Eerste Klasse
- Season: 1923–24
- Champions: Olympia
- Relegated: Imperator UDI Zwaluw
- Matches: 66
- Goals: 62 (0.94 per match)
- Biggest home win: Olympia 4–0 Zwaluw (10 August 1924) Voorwaarts 4–0 Excelsior (24 August 1924)
- Biggest away win: Blauw-Wit 0–4 Olympia (10 February 1924)

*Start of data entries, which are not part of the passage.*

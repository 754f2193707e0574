//! Structural equality of schema entities.
//!
//! A [`Comparer`] answers one question: has this entity changed? It never
//! decides whether two entities are the same object; that is the job of
//! [`crate::lookup`]. Names are excluded from every member comparer, so a
//! renamed key with identical columns compares equal. Enablement flags are
//! excluded as well.

mod keys;
mod objects;
mod table;

pub use keys::{
    CheckComparer, ColumnComparer, IndexComparer, KeyComparer, RelationalKeyComparer,
    TriggerComparer, TypeComparer,
};
pub use objects::{RoutineComparer, SequenceComparer, SynonymComparer, ViewComparer};
pub use table::TableComparer;

/// Decides whether two entities of the same kind are structurally equal.
pub trait Comparer<T: ?Sized> {
    /// Returns true if `a` and `b` are equal for migration purposes.
    fn equals(&self, a: &T, b: &T) -> bool;
}

/// Returns true if `a` and `b` hold the same elements under `eq`,
/// regardless of order.
pub(crate) fn same_elements<T>(a: &[T], b: &[T], eq: impl Fn(&T, &T) -> bool) -> bool {
    if a.len() != b.len() {
        return false;
    }
    let mut used = vec![false; b.len()];
    a.iter().all(|x| {
        let found = b
            .iter()
            .enumerate()
            .find(|(i, y)| !used[*i] && eq(x, *y))
            .map(|(i, _)| i);
        found.map(|i| used[i] = true).is_some()
    })
}
//! Matching entities between an existing and a target schema.
//!
//! Named objects are matched by qualified identifier ([`build_lookup`] and
//! [`partition`]). Constraints whose names are optional are matched by name
//! first and by content second ([`match_constraints`]), so a constraint
//! that only gained or lost its name is still recognized as the same one.

use indexmap::IndexMap;
use schematic_core::{Identifier, IdentifierDefaults};

/// Builds an insertion-ordered map from qualified identifier to entity.
///
/// If two entities share an identifier, the first one wins.
pub fn build_lookup<'a, E, F>(
    entities: &'a [E],
    defaults: &IdentifierDefaults,
    key_fn: F,
) -> IndexMap<Identifier, &'a E>
where
    F: Fn(&E) -> &Identifier,
{
    let mut lookup = IndexMap::with_capacity(entities.len());
    for entity in entities {
        lookup
            .entry(key_fn(entity).qualify(defaults))
            .or_insert(entity);
    }
    lookup
}

/// Entities classified by presence in the existing and target lookups.
#[derive(Debug)]
pub struct Partition<'a, E> {
    /// Present in the target only, in target order.
    pub to_create: Vec<&'a E>,
    /// Present in the existing schema only, in existing order.
    pub to_drop: Vec<&'a E>,
    /// Present in both, as `(existing, target)`, in target order.
    pub shared: Vec<(&'a E, &'a E)>,
}

/// Splits two lookups into created, dropped and shared entities.
#[must_use]
pub fn partition<'a, E>(
    existing: &IndexMap<Identifier, &'a E>,
    target: &IndexMap<Identifier, &'a E>,
) -> Partition<'a, E> {
    let mut to_create = Vec::new();
    let mut shared = Vec::new();
    for (key, &entity) in target {
        match existing.get(key) {
            Some(&current) => shared.push((current, entity)),
            None => to_create.push(entity),
        }
    }

    let to_drop = existing
        .iter()
        .filter(|(key, _)| !target.contains_key(*key))
        .map(|(_, &entity)| entity)
        .collect();

    Partition {
        to_create,
        to_drop,
        shared,
    }
}

/// Constraints classified by [`match_constraints`].
#[derive(Debug)]
pub struct ConstraintMatches<'a, E> {
    /// Pairs judged to be the same constraint, as `(existing, target)`.
    pub matched: Vec<(&'a E, &'a E)>,
    /// Target constraints with no counterpart.
    pub to_create: Vec<&'a E>,
    /// Existing constraints with no counterpart.
    pub to_drop: Vec<&'a E>,
}

/// Pairs existing and target constraints.
///
/// The first pass pairs entries whose names are both present and equal.
/// The second pass pairs the remaining entries by `same_content`. What is
/// left over is created or dropped.
pub fn match_constraints<'a, E, N, C>(
    existing: &'a [E],
    target: &'a [E],
    name_fn: N,
    same_content: C,
) -> ConstraintMatches<'a, E>
where
    N: Fn(&E) -> Option<Identifier>,
    C: Fn(&E, &E) -> bool,
{
    let mut existing_used = vec![false; existing.len()];
    let mut pairs: Vec<Option<usize>> = vec![None; target.len()];

    for (t, entity) in target.iter().enumerate() {
        let Some(name) = name_fn(entity) else {
            continue;
        };
        let found = (0..existing.len())
            .find(|&e| !existing_used[e] && name_fn(&existing[e]).as_ref() == Some(&name));
        if let Some(e) = found {
            existing_used[e] = true;
            pairs[t] = Some(e);
        }
    }

    for (t, entity) in target.iter().enumerate() {
        if pairs[t].is_some() {
            continue;
        }
        let found =
            (0..existing.len()).find(|&e| !existing_used[e] && same_content(&existing[e], entity));
        if let Some(e) = found {
            existing_used[e] = true;
            pairs[t] = Some(e);
        }
    }

    let mut matched = Vec::new();
    let mut to_create = Vec::new();
    for (entity, pair) in target.iter().zip(&pairs) {
        match pair {
            Some(e) => matched.push((&existing[*e], entity)),
            None => to_create.push(entity),
        }
    }
    let to_drop = existing
        .iter()
        .zip(&existing_used)
        .filter(|(_, used)| !**used)
        .map(|(entity, _)| entity)
        .collect();

    ConstraintMatches {
        matched,
        to_create,
        to_drop,
    }
}
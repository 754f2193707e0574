//! Schema objects other than tables: views, sequences, synonyms, routines.

use serde::{Deserialize, Serialize};

use crate::column::Column;
use crate::identifier::Identifier;
use crate::index::DatabaseIndex;

/// A view (optionally materialized).
#[derive(Debug, Clone, PartialEq, Eq, Hash, Serialize, Deserialize)]
pub struct View {
    /// View name.
    pub name: Identifier,
    /// Query text defining the view.
    pub definition: String,
    /// Columns exposed by the view.
    #[serde(default, skip_serializing_if = "Vec::is_empty")]
    pub columns: Vec<Column>,
    /// Indexes (materialized or indexed views only).
    #[serde(default, skip_serializing_if = "Vec::is_empty")]
    pub indexes: Vec<DatabaseIndex>,
    /// Whether the view is materialized.
    #[serde(default)]
    pub is_materialized: bool,
}

impl View {
    /// Creates a plain view.
    #[must_use]
    pub fn new(name: impl Into<Identifier>, definition: impl Into<String>) -> Self {
        Self {
            name: name.into(),
            definition: definition.into(),
            columns: Vec::new(),
            indexes: Vec::new(),
            is_materialized: false,
        }
    }

    /// Adds a column.
    #[must_use]
    pub fn column(mut self, column: Column) -> Self {
        self.columns.push(column);
        self
    }

    /// Adds an index.
    #[must_use]
    pub fn index(mut self, index: DatabaseIndex) -> Self {
        self.indexes.push(index);
        self
    }

    /// Marks the view as materialized.
    #[must_use]
    pub fn materialized(mut self) -> Self {
        self.is_materialized = true;
        self
    }
}

/// A numeric sequence generator.
#[derive(Debug, Clone, PartialEq, Eq, Hash, Serialize, Deserialize)]
pub struct Sequence {
    /// Sequence name.
    pub name: Identifier,
    /// First value.
    pub start: i64,
    /// Step between values.
    pub increment: i64,
    /// Lower bound, if any.
    #[serde(default, skip_serializing_if = "Option::is_none")]
    pub min_value: Option<i64>,
    /// Upper bound, if any.
    #[serde(default, skip_serializing_if = "Option::is_none")]
    pub max_value: Option<i64>,
    /// Whether the sequence wraps at its bound.
    #[serde(default)]
    pub cycle: bool,
    /// Number of values cached ahead.
    #[serde(default)]
    pub cache_size: u32,
}

impl Sequence {
    /// Creates an unbounded, non-cycling sequence.
    #[must_use]
    pub fn new(name: impl Into<Identifier>, start: i64, increment: i64) -> Self {
        Self {
            name: name.into(),
            start,
            increment,
            min_value: None,
            max_value: None,
            cycle: false,
            cache_size: 0,
        }
    }

    /// Sets the bounds.
    #[must_use]
    pub fn bounds(mut self, min_value: Option<i64>, max_value: Option<i64>) -> Self {
        self.min_value = min_value;
        self.max_value = max_value;
        self
    }

    /// Makes the sequence cycle.
    #[must_use]
    pub fn cycle(mut self) -> Self {
        self.cycle = true;
        self
    }

    /// Sets the cache size.
    #[must_use]
    pub fn cache(mut self, cache_size: u32) -> Self {
        self.cache_size = cache_size;
        self
    }
}

/// An alias for another database object.
#[derive(Debug, Clone, PartialEq, Eq, Hash, Serialize, Deserialize)]
pub struct Synonym {
    /// Synonym name.
    pub name: Identifier,
    /// Aliased object (database, schema and object name).
    pub target: Identifier,
}

impl Synonym {
    /// Creates a synonym.
    #[must_use]
    pub fn new(name: impl Into<Identifier>, target: impl Into<Identifier>) -> Self {
        Self {
            name: name.into(),
            target: target.into(),
        }
    }
}

/// A stored procedure, function or package.
#[derive(Debug, Clone, PartialEq, Eq, Hash, Serialize, Deserialize)]
pub struct Routine {
    /// Routine name.
    pub name: Identifier,
    /// Full source text.
    pub definition: String,
}

impl Routine {
    /// Creates a routine.
    #[must_use]
    pub fn new(name: impl Into<Identifier>, definition: impl Into<String>) -> Self {
        Self {
            name: name.into(),
            definition: definition.into(),
        }
    }
}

= 1923–24 SVB Eerste Klasse =

The 1923–24 SVB Eerste Klasse is the first ever official season of the Eerste Klasse. Olympia won their first title. At the end of the season, Olympia and Imperator joined the KVB Eerste Klasse.
== League table ==

| Pos | Team | Pld | W | D | L | GF | GA | GD | Pts | Qualification or relegation |
| 1 | Olympia (C) | 11 | 7 | 3 | 1 | 22 | 3 | +19 | 17 | Champions |
| 2 | Blauw-Wit | 11 | 5 | 4 | 2 | 9 | 10 | −1 | 14 |  |
| 3 | Excelsior | 11 | 4 | 4 | 3 | 9 | 13 | −4 | 12 |
| 4 | Voorwaarts | 11 | 2 | 6 | 3 | 8 | 6 | +2 | 10 |
| 5 | Ajax | 11 | 4 | 2 | 5 | 6 | 11 | −5 | 10 |
| 6 | Zwaluw (O) | 11 | 1 | 3 | 7 | 4 | 15 | −11 | 5 | Relegation Play-off |
| 7 | UDI (R) | 6 | 1 | 2 | 3 | 4 | 4 | 0 | 4 | Withdrew |
| 8 | Imperator (R) | 0 | — | — | — | — | — | — | 0 | Withdrew; all results annulled |

== Relegation play-off ==
24 September 1924
Zwaluw Transvaal
Both remained at former level; however, Transvaal were promoted as Olympia joined the rival K.V.B. (like Imperator) and did not enter the league in the 1925 season; Ajax and Zwaluw merged as of Dec 5, 1924, with the merger club retaining the name Ajax.